If there is a society today that pervasively sees itself as superior to all others, sees its soldiers and workers and leaders alike as constitutionally stronger and smarter and bolder and harder-working than those of other nations; if there is a society whose citizens worship themselves as incarnations of an essentially superior type, regard their pictures as sacred images and their bones as sacred relics; if there is a society today that absolutely and essentially rejects any reciprocity whatsoever with other countries and peoples, regards the idea of universal moral standards applicable equally to themselves and others as absurd, constantly changes its standards to suit itself and constantly applies standards to others it refuses to apply to itself, refuses to abide by treaties and pacts it has itself agreed to, claims the right to use international institutions for its own purposes but act apart from them whenever it wants, and scorns any suggestion of accountability to anyone; if there is a society today absolutely committed to its military, that regards its soldiers as essentially righteous, its military leadership as rightfully beyond democratic accountability and control, and its military-industrial complex as a whole as possessed of a unique charisma always and inevitably leading to victory; if there is a society today whose populace possesses an absolute sense if its own security, rejects any popular responsibility or participation in decisions for and against war, almost to a man does not care how many foreigners are killed or how many foreign nations are brought down in ruins so long as their life goes on as usual, and moreover assumes that their life always will go on as normal regardless of how many wars its leadership pursues; well, if there is a society like this in the world today, it is certainly not Germany.
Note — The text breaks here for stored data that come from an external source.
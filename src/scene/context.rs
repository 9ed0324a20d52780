use crate::{
    foundation::error::ScrollResult,
    scene::config::{Bindings, SceneConfig},
    scene::evaluator::SceneEvaluator,
    scene::frame::SceneFrame,
    scene::motion::MotionPreference,
    scene::reveal::{RevealEvent, RevealObserver},
    scene::sampler::ScrollGeometry,
    scene::scheduler::{FrameScheduler, UpdateTrigger},
    style::sink::StyleSink,
};

/// Per-view state for one animated scene: configuration, element bindings, motion
/// preference, the update throttle and the reveal latch.
///
/// Lifecycle: [`SceneContext::attach`] when the view appears, [`SceneContext::detach`] when it
/// goes away. A detached context ignores update requests and reveal updates.
#[derive(Debug)]
pub struct SceneContext {
    config: SceneConfig,
    bindings: Bindings,
    motion: MotionPreference,
    scheduler: FrameScheduler,
    reveal: RevealObserver,
    attached: bool,
}

impl SceneContext {
    /// Validate `config` and build a detached context.
    pub fn new(config: SceneConfig) -> ScrollResult<Self> {
        config.validate()?;
        let reveal = RevealObserver::new(config.reveal);
        Ok(Self {
            config,
            bindings: Bindings::new(),
            motion: MotionPreference::Animated,
            scheduler: FrameScheduler::new(),
            reveal,
            attached: false,
        })
    }

    /// Scene configuration.
    pub fn config(&self) -> &SceneConfig {
        &self.config
    }

    /// Current element bindings.
    pub fn bindings(&self) -> &Bindings {
        &self.bindings
    }

    /// Current motion state.
    pub fn motion(&self) -> MotionPreference {
        self.motion
    }

    /// Whether the context is attached to a view.
    pub fn is_attached(&self) -> bool {
        self.attached
    }

    /// Whether an update is waiting for the next animation frame.
    pub fn is_update_pending(&self) -> bool {
        self.scheduler.is_pending()
    }

    /// Attach to a view with the given element bindings and schedule the initial render.
    pub fn attach(&mut self, bindings: Bindings) {
        let unknown = bindings.unknown_targets(&self.config);
        if !unknown.is_empty() {
            tracing::warn!(?unknown, "bindings name targets the scene does not define");
        }
        self.bindings = bindings;
        self.attached = true;
        tracing::debug!(scene = %self.config.name, "scene attached");
        self.scheduler.request(UpdateTrigger::Initial);
    }

    /// Tear down: drop bindings, any pending update and all reveal state.
    pub fn detach(&mut self) {
        self.bindings = Bindings::new();
        self.scheduler.cancel();
        self.reveal.clear();
        self.attached = false;
        tracing::debug!(scene = %self.config.name, "scene detached");
    }

    /// Forward a scroll/resize/load signal to the throttle. Returns true if the caller should
    /// request an animation frame.
    pub fn request_update(&mut self, trigger: UpdateTrigger) -> bool {
        if !self.attached {
            return false;
        }
        self.scheduler.request(trigger)
    }

    /// Feed the reduced-motion signal. A change schedules an update. Returns whether the state
    /// changed.
    pub fn set_reduced_motion(&mut self, reduced: bool) -> bool {
        let next = self.motion.transition(reduced);
        if next == self.motion {
            return false;
        }
        self.motion = next;
        self.request_update(UpdateTrigger::MotionPreferenceChange);
        true
    }

    /// Evaluate the scene for `geometry` without touching the throttle.
    pub fn evaluate(&self, geometry: ScrollGeometry) -> SceneFrame {
        let progress = geometry.progress();
        tracing::trace!(progress, "sampled scroll progress");
        SceneEvaluator::eval(&self.config, &self.bindings, progress, self.motion)
    }

    /// Animation-frame tick: if an update is pending, evaluate and apply it. Returns whether
    /// anything was applied.
    #[tracing::instrument(skip(self, sink), fields(scene = %self.config.name))]
    pub fn on_animation_frame(
        &mut self,
        geometry: ScrollGeometry,
        sink: &mut dyn StyleSink,
    ) -> ScrollResult<bool> {
        let Some(trigger) = self.scheduler.take() else {
            return Ok(false);
        };
        if !self.attached {
            return Ok(false);
        }
        tracing::trace!(?trigger, "running scheduled update");
        sink.apply(&self.evaluate(geometry))?;
        Ok(true)
    }

    /// Evaluate and apply immediately, bypassing the throttle.
    pub fn update_now(
        &mut self,
        geometry: ScrollGeometry,
        sink: &mut dyn StyleSink,
    ) -> ScrollResult<()> {
        self.scheduler.cancel();
        sink.apply(&self.evaluate(geometry))
    }

    /// Observe an element for reveal-on-intersect.
    pub fn observe_reveal(&mut self, id: impl Into<String>) -> bool {
        self.attached && self.reveal.observe(id)
    }

    /// Report an element's intersection ratio.
    pub fn report_intersection(&mut self, id: &str, ratio: f64) -> Option<RevealEvent> {
        if !self.attached {
            return None;
        }
        self.reveal.update(id, ratio)
    }

    /// Reveal latch state.
    pub fn reveal(&self) -> &RevealObserver {
        &self.reveal
    }

    /// Mutable reveal latch, e.g. for geometry-based updates.
    pub fn reveal_mut(&mut self) -> &mut RevealObserver {
        &mut self.reveal
    }
}

#[cfg(test)]
#[path = "../../tests/unit/scene/context.rs"]
mod tests;
use super::*;
use crate::style::sink::InMemorySink;

fn ctx() -> SceneContext {
    SceneContext::new(SceneConfig::wellness_journey()).unwrap()
}

fn mid_scroll() -> ScrollGeometry {
    ScrollGeometry::new(-600.0, 2000.0, 800.0)
}

#[test]
fn new_rejects_invalid_config() {
    let mut cfg = SceneConfig::wellness_journey();
    cfg.targets.clear();
    assert!(SceneContext::new(cfg).is_err());
}

#[test]
fn attach_schedules_initial_render() {
    let mut c = ctx();
    assert!(!c.is_attached());
    c.attach(Bindings::one_each(c.config()));
    assert!(c.is_update_pending());

    let mut sink = InMemorySink::new();
    assert!(c.on_animation_frame(mid_scroll(), &mut sink).unwrap());
    assert_eq!(sink.frames().len(), 1);
    assert_eq!(sink.last().unwrap().progress, 0.5);

    assert!(!c.on_animation_frame(mid_scroll(), &mut sink).unwrap());
    assert_eq!(sink.frames().len(), 1);
}

#[test]
fn scroll_burst_applies_once_per_frame() {
    let mut c = ctx();
    c.attach(Bindings::one_each(c.config()));
    let mut sink = InMemorySink::new();
    c.on_animation_frame(mid_scroll(), &mut sink).unwrap();

    assert!(c.request_update(UpdateTrigger::Scroll));
    for _ in 0..20 {
        assert!(!c.request_update(UpdateTrigger::Scroll));
    }
    assert!(c.on_animation_frame(mid_scroll(), &mut sink).unwrap());
    assert!(!c.on_animation_frame(mid_scroll(), &mut sink).unwrap());
    assert_eq!(sink.frames().len(), 2);
}

#[test]
fn detached_context_ignores_requests() {
    let mut c = ctx();
    assert!(!c.request_update(UpdateTrigger::Scroll));
    let mut sink = InMemorySink::new();
    assert!(!c.on_animation_frame(mid_scroll(), &mut sink).unwrap());
    assert!(sink.frames().is_empty());
    assert!(!c.observe_reveal("card"));
}

#[test]
fn detach_drops_pending_work_and_bindings() {
    let mut c = ctx();
    c.attach(Bindings::one_each(c.config()));
    c.observe_reveal("card");
    c.detach();
    assert!(!c.is_update_pending());
    assert_eq!(c.bindings().count("stage"), 0);
    assert!(!c.reveal().is_observed("card"));
    let mut sink = InMemorySink::new();
    assert!(!c.on_animation_frame(mid_scroll(), &mut sink).unwrap());
}

#[test]
fn reduced_motion_change_schedules_neutral_frame() {
    let mut c = ctx();
    c.attach(Bindings::one_each(c.config()));
    let mut sink = InMemorySink::new();
    c.on_animation_frame(mid_scroll(), &mut sink).unwrap();

    assert!(c.set_reduced_motion(true));
    assert!(!c.set_reduced_motion(true));
    assert!(c.is_update_pending());
    c.on_animation_frame(mid_scroll(), &mut sink).unwrap();

    let last = sink.last().unwrap();
    assert_eq!(last.motion, MotionPreference::Static);
    let stage = last.frame("stage", 0).unwrap();
    assert!(stage.neutral);
    assert_eq!(stage.opacity, Some(1.0));

    assert!(c.set_reduced_motion(false));
    c.on_animation_frame(mid_scroll(), &mut sink).unwrap();
    assert!(!sink.last().unwrap().frame("stage", 0).unwrap().neutral);
}

#[test]
fn update_now_bypasses_throttle() {
    let mut c = ctx();
    c.attach(Bindings::new().with("orb", 2));
    let mut sink = InMemorySink::new();
    c.update_now(mid_scroll(), &mut sink).unwrap();
    assert!(!c.is_update_pending());
    let last = sink.last().unwrap();
    assert_eq!(last.len(), 2);
}

#[test]
fn reveal_latch_through_context() {
    let mut c = ctx();
    c.attach(Bindings::new());
    assert!(c.observe_reveal("pillar-1"));
    assert!(c.report_intersection("pillar-1", 0.1).is_none());
    assert!(c.report_intersection("pillar-1", 0.4).is_some());
    assert!(c.report_intersection("pillar-1", 0.9).is_none());
    assert!(c.reveal().is_revealed("pillar-1"));
}

#[test]
fn reveal_from_geometry_through_context() {
    let mut c = ctx();
    c.attach(Bindings::new());
    assert!(c.observe_reveal("panel"));
    // Default root bottom is 0.9 * 800 = 720; an element at 650 shows 70 of 100.
    assert!(
        c.reveal_mut()
            .update_geometry("panel", 650.0, 100.0, 800.0)
            .is_some()
    );
    assert!(c.reveal().is_revealed("panel"));
    assert_eq!(c.reveal().observed_len(), 0);
}
use std::collections::{BTreeMap, BTreeSet};
use std::path::Path;

use crate::{
    animation::curve::Curve,
    animation::morph::MorphSpec,
    animation::window::SpotlightWindow,
    foundation::error::{ScrollError, ScrollResult},
    foundation::math::is_unit,
};

/// Declarative description of one animation variant of the page.
#[derive(Clone, Debug, PartialEq, serde::Serialize, serde::Deserialize)]
pub struct SceneConfig {
    /// Variant name.
    pub name: String,
    /// Animated targets, evaluated in order.
    pub targets: Vec<TargetSpec>,
    /// Reveal-on-intersect settings.
    #[serde(default)]
    pub reveal: RevealConfig,
}

/// How a target's frames are produced.
#[derive(Clone, Copy, Debug, Default, PartialEq, Eq, serde::Serialize, serde::Deserialize)]
pub enum TargetKind {
    /// Channel curves over (staggered) scroll progress; translations in px.
    #[default]
    Element,
    /// A blob layer driven by a clamped phase; translations in percent.
    Morph,
}

/// One named animated target and its per-channel curves.
#[derive(Clone, Debug, PartialEq, serde::Serialize, serde::Deserialize)]
pub struct TargetSpec {
    /// Channel name, e.g. `"pillar"`.
    pub name: String,
    /// Target kind.
    #[serde(default)]
    pub kind: TargetKind,
    /// Phase offset added per instance index. Negative values delay later instances.
    #[serde(default)]
    pub stagger: f64,
    /// Channel curves (element targets; morph targets may add a spotlight).
    #[serde(default)]
    pub channels: ChannelCurves,
    /// Blob description (morph targets only).
    #[serde(default, skip_serializing_if = "Option::is_none")]
    pub morph: Option<MorphSpec>,
}

/// Curves for each output channel. Absent channels are not written.
#[derive(Clone, Debug, Default, PartialEq, serde::Serialize, serde::Deserialize)]
pub struct ChannelCurves {
    /// Horizontal offset in px.
    #[serde(default, skip_serializing_if = "Option::is_none")]
    pub translate_x: Option<Curve>,
    /// Vertical offset in px.
    #[serde(default, skip_serializing_if = "Option::is_none")]
    pub translate_y: Option<Curve>,
    /// Uniform scale.
    #[serde(default, skip_serializing_if = "Option::is_none")]
    pub scale: Option<Curve>,
    /// Rotation in degrees.
    #[serde(default, skip_serializing_if = "Option::is_none")]
    pub rotate: Option<Curve>,
    /// Blur radius in px.
    #[serde(default, skip_serializing_if = "Option::is_none")]
    pub blur: Option<Curve>,
    /// Opacity; clamped to `[0, 1]` on output.
    #[serde(default, skip_serializing_if = "Option::is_none")]
    pub opacity: Option<Curve>,
    /// Triangular emphasis pulse.
    #[serde(default, skip_serializing_if = "Option::is_none")]
    pub spotlight: Option<SpotlightWindow>,
    /// Per-instance multiplier for `translate_x`; the last entry repeats.
    #[serde(default, skip_serializing_if = "Vec::is_empty")]
    pub drift: Vec<f64>,
}

impl ChannelCurves {
    /// Multiplier for instance `index`.
    pub fn drift_for(&self, index: usize) -> f64 {
        match self.drift.get(index).or_else(|| self.drift.last()) {
            Some(d) => *d,
            None => 1.0,
        }
    }

    fn curves(&self) -> impl Iterator<Item = (&'static str, &Curve)> {
        [
            ("translate_x", self.translate_x.as_ref()),
            ("translate_y", self.translate_y.as_ref()),
            ("scale", self.scale.as_ref()),
            ("rotate", self.rotate.as_ref()),
            ("blur", self.blur.as_ref()),
            ("opacity", self.opacity.as_ref()),
        ]
        .into_iter()
        .filter_map(|(name, c)| c.map(|c| (name, c)))
    }

    // Channels only element targets read; morph layers take just the spotlight.
    fn element_only(&self) -> Vec<&'static str> {
        let mut names: Vec<&'static str> = self.curves().map(|(name, _)| name).collect();
        if !self.drift.is_empty() {
            names.push("drift");
        }
        names
    }

    fn validate(&self, target: &str) -> ScrollResult<()> {
        for (channel, curve) in self.curves() {
            curve
                .validate()
                .map_err(|e| e.in_context(format!("target '{target}' channel '{channel}'")))?;
        }
        if let Some(s) = &self.spotlight {
            s.validate()
                .map_err(|e| e.in_context(format!("target '{target}' spotlight")))?;
        }
        if self.drift.iter().any(|d| !d.is_finite()) {
            return Err(ScrollError::validation(format!(
                "target '{target}': drift values must be finite"
            )));
        }
        Ok(())
    }
}

/// Reveal latch settings.
#[derive(Clone, Copy, Debug, PartialEq, serde::Serialize, serde::Deserialize)]
pub struct RevealConfig {
    /// Intersection ratio at which an element is revealed.
    pub threshold: f64,
    /// Bottom root margin as a fraction of viewport height; `<= 0` fires before the element
    /// is fully in view.
    pub bottom_margin: f64,
}

impl Default for RevealConfig {
    fn default() -> Self {
        Self {
            threshold: 0.2,
            bottom_margin: -0.1,
        }
    }
}

impl RevealConfig {
    /// Threshold in `[0, 1]`, margin in `[-1, 0]`.
    pub fn validate(&self) -> ScrollResult<()> {
        if !is_unit(self.threshold) {
            return Err(ScrollError::validation(
                "reveal threshold must be within [0, 1]",
            ));
        }
        if !self.bottom_margin.is_finite() || !(-1.0..=0.0).contains(&self.bottom_margin) {
            return Err(ScrollError::validation(
                "reveal bottom margin must be within [-1, 0]",
            ));
        }
        Ok(())
    }
}

impl SceneConfig {
    /// Parse from JSON text. Does not validate.
    pub fn from_json_str(s: &str) -> ScrollResult<Self> {
        Ok(serde_json::from_str(s)?)
    }

    /// Read, parse and validate a JSON file.
    pub fn from_path(path: &Path) -> ScrollResult<Self> {
        let text = std::fs::read_to_string(path).map_err(|e| {
            ScrollError::Other(anyhow::Error::new(e).context(format!(
                "read scene config '{}'",
                path.display()
            )))
        })?;
        let cfg = Self::from_json_str(&text)?;
        cfg.validate()?;
        tracing::info!(
            name = %cfg.name,
            targets = cfg.targets.len(),
            path = %path.display(),
            "loaded scene config"
        );
        Ok(cfg)
    }

    /// Pretty JSON.
    pub fn to_json_pretty(&self) -> ScrollResult<String> {
        Ok(serde_json::to_string_pretty(self)?)
    }

    /// Check every window, target and reveal setting.
    pub fn validate(&self) -> ScrollResult<()> {
        if self.targets.is_empty() {
            return Err(ScrollError::validation("scene must have at least one target"));
        }
        let mut seen = BTreeSet::new();
        for t in &self.targets {
            if t.name.trim().is_empty() {
                return Err(ScrollError::validation("target name must be non-empty"));
            }
            if !seen.insert(t.name.as_str()) {
                return Err(ScrollError::validation(format!(
                    "duplicate target name '{}'",
                    t.name
                )));
            }
            if !t.stagger.is_finite() {
                return Err(ScrollError::validation(format!(
                    "target '{}': stagger must be finite",
                    t.name
                )));
            }
            t.channels.validate(&t.name)?;
            match (t.kind, &t.morph) {
                (TargetKind::Morph, None) => {
                    return Err(ScrollError::validation(format!(
                        "morph target '{}' is missing a morph spec",
                        t.name
                    )));
                }
                (TargetKind::Morph, Some(m)) => {
                    m.validate()
                        .map_err(|e| e.in_context(format!("target '{}'", t.name)))?;
                    let unused = t.channels.element_only();
                    if !unused.is_empty() {
                        return Err(ScrollError::validation(format!(
                            "morph target '{}' cannot animate {}; only spotlight applies",
                            t.name,
                            unused.join(", ")
                        )));
                    }
                }
                (TargetKind::Element, Some(_)) => {
                    return Err(ScrollError::validation(format!(
                        "element target '{}' has a morph spec; set kind to Morph",
                        t.name
                    )));
                }
                (TargetKind::Element, None) => {}
            }
        }
        self.reveal.validate()
    }

    /// Look up a target by name.
    pub fn target(&self, name: &str) -> Option<&TargetSpec> {
        self.targets.iter().find(|t| t.name == name)
    }
}

/// How many DOM elements are bound to each target. Unbound targets are skipped.
#[derive(Clone, Debug, Default, PartialEq, Eq, serde::Serialize, serde::Deserialize)]
pub struct Bindings(BTreeMap<String, usize>);

impl Bindings {
    /// Empty bindings.
    pub fn new() -> Self {
        Self::default()
    }

    /// One instance of every target in `config`.
    pub fn one_each(config: &SceneConfig) -> Self {
        Self(config.targets.iter().map(|t| (t.name.clone(), 1)).collect())
    }

    /// Bind `count` instances of `target`.
    pub fn set(&mut self, target: impl Into<String>, count: usize) -> &mut Self {
        self.0.insert(target.into(), count);
        self
    }

    /// Builder form of [`Bindings::set`].
    pub fn with(mut self, target: impl Into<String>, count: usize) -> Self {
        self.set(target, count);
        self
    }

    /// Bound instance count; 0 when the target has no elements.
    pub fn count(&self, target: &str) -> usize {
        self.0.get(target).copied().unwrap_or(0)
    }

    /// Parse a `name=count` pair.
    pub fn parse_pair(s: &str) -> ScrollResult<(String, usize)> {
        let (name, count) = s
            .split_once('=')
            .ok_or_else(|| ScrollError::config(format!("binding '{s}' must be name=count")))?;
        let name = name.trim();
        if name.is_empty() {
            return Err(ScrollError::config(format!("binding '{s}' has an empty name")));
        }
        let count = count
            .trim()
            .parse::<usize>()
            .map_err(|e| ScrollError::config(format!("binding '{s}': {e}")))?;
        Ok((name.to_string(), count))
    }

    /// Names bound here that `config` does not define.
    pub fn unknown_targets<'a>(&'a self, config: &SceneConfig) -> Vec<&'a str> {
        self.0
            .keys()
            .filter(|k| config.target(k).is_none())
            .map(String::as_str)
            .collect()
    }

    /// Iterate `(target, count)`.
    pub fn iter(&self) -> impl Iterator<Item = (&str, usize)> {
        self.0.iter().map(|(k, v)| (k.as_str(), *v))
    }
}

#[cfg(test)]
#[path = "../../tests/unit/scene/config.rs"]
mod tests;
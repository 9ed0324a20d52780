/// External signal that asked for a recomputation.
#[derive(Clone, Copy, Debug, PartialEq, Eq, serde::Serialize, serde::Deserialize)]
pub enum UpdateTrigger {
    /// First render after attaching.
    Initial,
    /// Viewport scrolled.
    Scroll,
    /// Viewport resized.
    Resize,
    /// Page finished loading.
    Load,
    /// The reduced-motion preference flipped.
    MotionPreferenceChange,
}

/// Coalesces update requests to at most one pending recomputation per display refresh.
///
/// `request` sets a single in-flight flag; the animation-frame tick calls `take` to clear it.
/// Requests arriving while an update is pending are dropped, not queued.
#[derive(Clone, Debug, Default)]
pub struct FrameScheduler {
    pending: Option<UpdateTrigger>,
    coalesced: u64,
}

impl FrameScheduler {
    /// Idle scheduler.
    pub fn new() -> Self {
        Self::default()
    }

    /// Ask for an update. Returns true if this call scheduled one (the caller should request an
    /// animation frame), false if it was folded into the pending update.
    pub fn request(&mut self, trigger: UpdateTrigger) -> bool {
        if let Some(pending) = self.pending {
            self.coalesced += 1;
            tracing::trace!(?trigger, ?pending, "update request coalesced");
            return false;
        }
        self.pending = Some(trigger);
        true
    }

    /// Clear the in-flight flag, returning the trigger that scheduled it.
    pub fn take(&mut self) -> Option<UpdateTrigger> {
        self.pending.take()
    }

    /// Whether an update is pending.
    pub fn is_pending(&self) -> bool {
        self.pending.is_some()
    }

    /// Drop a pending update without running it.
    pub fn cancel(&mut self) {
        self.pending = None;
    }

    /// Requests dropped because one was already pending.
    pub fn coalesced(&self) -> u64 {
        self.coalesced
    }
}

#[cfg(test)]
#[path = "../../tests/unit/scene/scheduler.rs"]
mod tests;
use crate::foundation::math::lerp;

/// Values that can be linearly interpolated.
pub trait Lerp: Sized {
    /// Interpolate from `a` to `b` by `t` (unclamped).
    fn lerp(a: &Self, b: &Self, t: f64) -> Self;
}

impl Lerp for f64 {
    fn lerp(a: &Self, b: &Self, t: f64) -> Self {
        lerp(*a, *b, t)
    }
}

impl<const N: usize> Lerp for [f64; N] {
    fn lerp(a: &Self, b: &Self, t: f64) -> Self {
        std::array::from_fn(|i| lerp(a[i], b[i], t))
    }
}

/// A `from -> to` output range driven by a phase in `[0, 1]`.
#[derive(Clone, Copy, Debug, PartialEq, serde::Serialize, serde::Deserialize)]
pub struct Span<T> {
    /// Value at phase 0.
    pub from: T,
    /// Value at phase 1.
    pub to: T,
}

impl<T: Lerp> Span<T> {
    /// Build a span.
    pub const fn new(from: T, to: T) -> Self {
        Self { from, to }
    }

    /// Sample at `phase`; the phase is clamped so the span never extrapolates.
    pub fn at(&self, phase: f64) -> T {
        T::lerp(&self.from, &self.to, crate::foundation::math::clamp01(phase))
    }
}
use std::collections::BTreeSet;

use crate::{foundation::math::clamp01, scene::config::RevealConfig};

/// Fraction of an element's height that lies inside the viewport, whose bottom edge is moved
/// by `bottom_margin * viewport_height` (negative shrinks it).
///
/// Zero-height elements count as fully visible while their top is inside the root.
pub fn intersection_ratio(
    element_top: f64,
    element_height: f64,
    viewport_height: f64,
    bottom_margin: f64,
) -> f64 {
    let root_bottom = viewport_height * (1.0 + bottom_margin);
    if !(element_top.is_finite() && element_height.is_finite() && root_bottom.is_finite()) {
        return 0.0;
    }
    if element_height <= 0.0 {
        return if (0.0..=root_bottom).contains(&element_top) {
            1.0
        } else {
            0.0
        };
    }
    let visible = (element_top + element_height).min(root_bottom) - element_top.max(0.0);
    clamp01(visible / element_height)
}

/// Emitted once per element when it latches to revealed.
#[derive(Clone, Debug, PartialEq, serde::Serialize)]
pub struct RevealEvent {
    /// Element id.
    pub id: String,
    /// Ratio that crossed the threshold.
    pub ratio: f64,
}

/// One-shot reveal latch over a set of observed elements.
///
/// An element is revealed the first time its intersection ratio reaches the threshold; it is
/// then unobserved and never reported again.
#[derive(Clone, Debug, Default)]
pub struct RevealObserver {
    config: RevealConfig,
    observed: BTreeSet<String>,
    revealed: BTreeSet<String>,
}

impl RevealObserver {
    /// Empty observer.
    pub fn new(config: RevealConfig) -> Self {
        Self {
            config,
            observed: BTreeSet::new(),
            revealed: BTreeSet::new(),
        }
    }

    /// Active settings.
    pub fn config(&self) -> RevealConfig {
        self.config
    }

    /// Start observing `id`. Returns false if it is already observed or already revealed.
    pub fn observe(&mut self, id: impl Into<String>) -> bool {
        let id = id.into();
        if self.revealed.contains(&id) {
            return false;
        }
        self.observed.insert(id)
    }

    /// Stop observing `id` without revealing it.
    pub fn unobserve(&mut self, id: &str) -> bool {
        self.observed.remove(id)
    }

    /// Whether `id` still receives intersection updates.
    pub fn is_observed(&self, id: &str) -> bool {
        self.observed.contains(id)
    }

    /// Whether `id` has latched.
    pub fn is_revealed(&self, id: &str) -> bool {
        self.revealed.contains(id)
    }

    /// Number of elements still observed.
    pub fn observed_len(&self) -> usize {
        self.observed.len()
    }

    /// Feed an intersection ratio for `id`. Unobserved ids are ignored.
    pub fn update(&mut self, id: &str, ratio: f64) -> Option<RevealEvent> {
        if !self.observed.contains(id) {
            return None;
        }
        let ratio = clamp01(ratio);
        let crossed = if self.config.threshold > 0.0 {
            ratio >= self.config.threshold
        } else {
            ratio > 0.0
        };
        if !crossed {
            return None;
        }
        self.observed.remove(id);
        self.revealed.insert(id.to_string());
        tracing::debug!(id, ratio, threshold = self.config.threshold, "element revealed");
        Some(RevealEvent {
            id: id.to_string(),
            ratio,
        })
    }

    /// Feed element geometry; the ratio is computed with the configured bottom margin.
    pub fn update_geometry(
        &mut self,
        id: &str,
        element_top: f64,
        element_height: f64,
        viewport_height: f64,
    ) -> Option<RevealEvent> {
        let ratio = intersection_ratio(
            element_top,
            element_height,
            viewport_height,
            self.config.bottom_margin,
        );
        self.update(id, ratio)
    }

    /// Drop all observed and revealed state.
    pub fn clear(&mut self) {
        self.observed.clear();
        self.revealed.clear();
    }
}

#[cfg(test)]
#[path = "../../tests/unit/scene/reveal.rs"]
mod tests;
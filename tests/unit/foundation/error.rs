use super::*;

#[test]
fn display_prefixes_are_stable() {
    assert!(
        ScrollError::validation("x")
            .to_string()
            .contains("validation error:")
    );
    assert!(ScrollError::config("x").to_string().contains("config error:"));
    assert!(ScrollError::style("x").to_string().contains("style error:"));
    assert!(
        ScrollError::serde("x")
            .to_string()
            .contains("serialization error:")
    );
}

#[test]
fn other_preserves_source() {
    let base = std::io::Error::other("boom");
    let err = ScrollError::Other(anyhow::Error::new(base));
    assert!(err.to_string().contains("boom"));
}

#[test]
fn serde_json_errors_map_to_serde_variant() {
    let err: ScrollError = serde_json::from_str::<f64>("nope").unwrap_err().into();
    assert!(matches!(err, ScrollError::Serde(_)));
}

#[test]
fn in_context_prefixes_validation_only() {
    let err = ScrollError::validation("bad window").in_context("target 'orb'");
    assert_eq!(err.to_string(), "validation error: target 'orb': bad window");

    let err = ScrollError::config("nope").in_context("ignored");
    assert_eq!(err.to_string(), "config error: nope");
}
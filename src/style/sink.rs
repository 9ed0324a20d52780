use crate::foundation::error::ScrollResult;
use crate::scene::frame::SceneFrame;

/// Consumer of evaluated scene frames (the "style applier").
///
/// Contract: each `apply` fully replaces the previously applied values; channels a frame
/// leaves as `None` are not touched.
pub trait StyleSink {
    /// Write one update cycle's output.
    fn apply(&mut self, frame: &SceneFrame) -> ScrollResult<()>;
}

/// In-memory sink for tests and debugging.
#[derive(Debug, Default)]
pub struct InMemorySink {
    pub(crate) frames: Vec<SceneFrame>,
}

impl InMemorySink {
    /// Create a new in-memory sink.
    pub fn new() -> Self {
        Self::default()
    }

    /// Borrow every applied frame, oldest first.
    pub fn frames(&self) -> &[SceneFrame] {
        &self.frames
    }

    /// Most recently applied frame.
    pub fn last(&self) -> Option<&SceneFrame> {
        self.frames.last()
    }
}

impl StyleSink for InMemorySink {
    fn apply(&mut self, frame: &SceneFrame) -> ScrollResult<()> {
        self.frames.push(frame.clone());
        Ok(())
    }
}

impl<S: StyleSink + ?Sized> StyleSink for &mut S {
    fn apply(&mut self, frame: &SceneFrame) -> ScrollResult<()> {
        (**self).apply(frame)
    }
}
When I began this essay, I was inspired by anger at the ignorant, mendacius, calumniating anti-Chestertonians spoken of above; but I was also filled with fear and dread about the rapid approach of a war of aggression of my own country against the Islamic Republic of Iran, a war that no one I spoke to seemed at all concerned about. As I finish this essay, I am filled with fear and anger at the actual enacting of this war, a war that once again no one in America seems to be remotely concerned about. In either case, ignorant anti-Chestertonians on the Internet are the least of my worries.

To close this essay, then, I will say again what I said at the beginning: that Chesterton was a good man, a brilliant man, and a saint: and it is for this reason above all else that, even where I disagree with him, even where I find him lacking, I find him nonetheless a source of light and truth not just for his own time, but for mine.

And certainly, if Chesterton was right about the Germany of his own day--right at least about the basic evils and sins of that Germany, and the inevitably of war and destruction and judgment they would lead to--then we, the citizens of the United States of America in 2026, need all the saints we can get.

G.K. Chesterton, pray for us!
Our Lady of Fatima, pray for us!
Lord Jesus Christ, son of the living God, have mercy on us!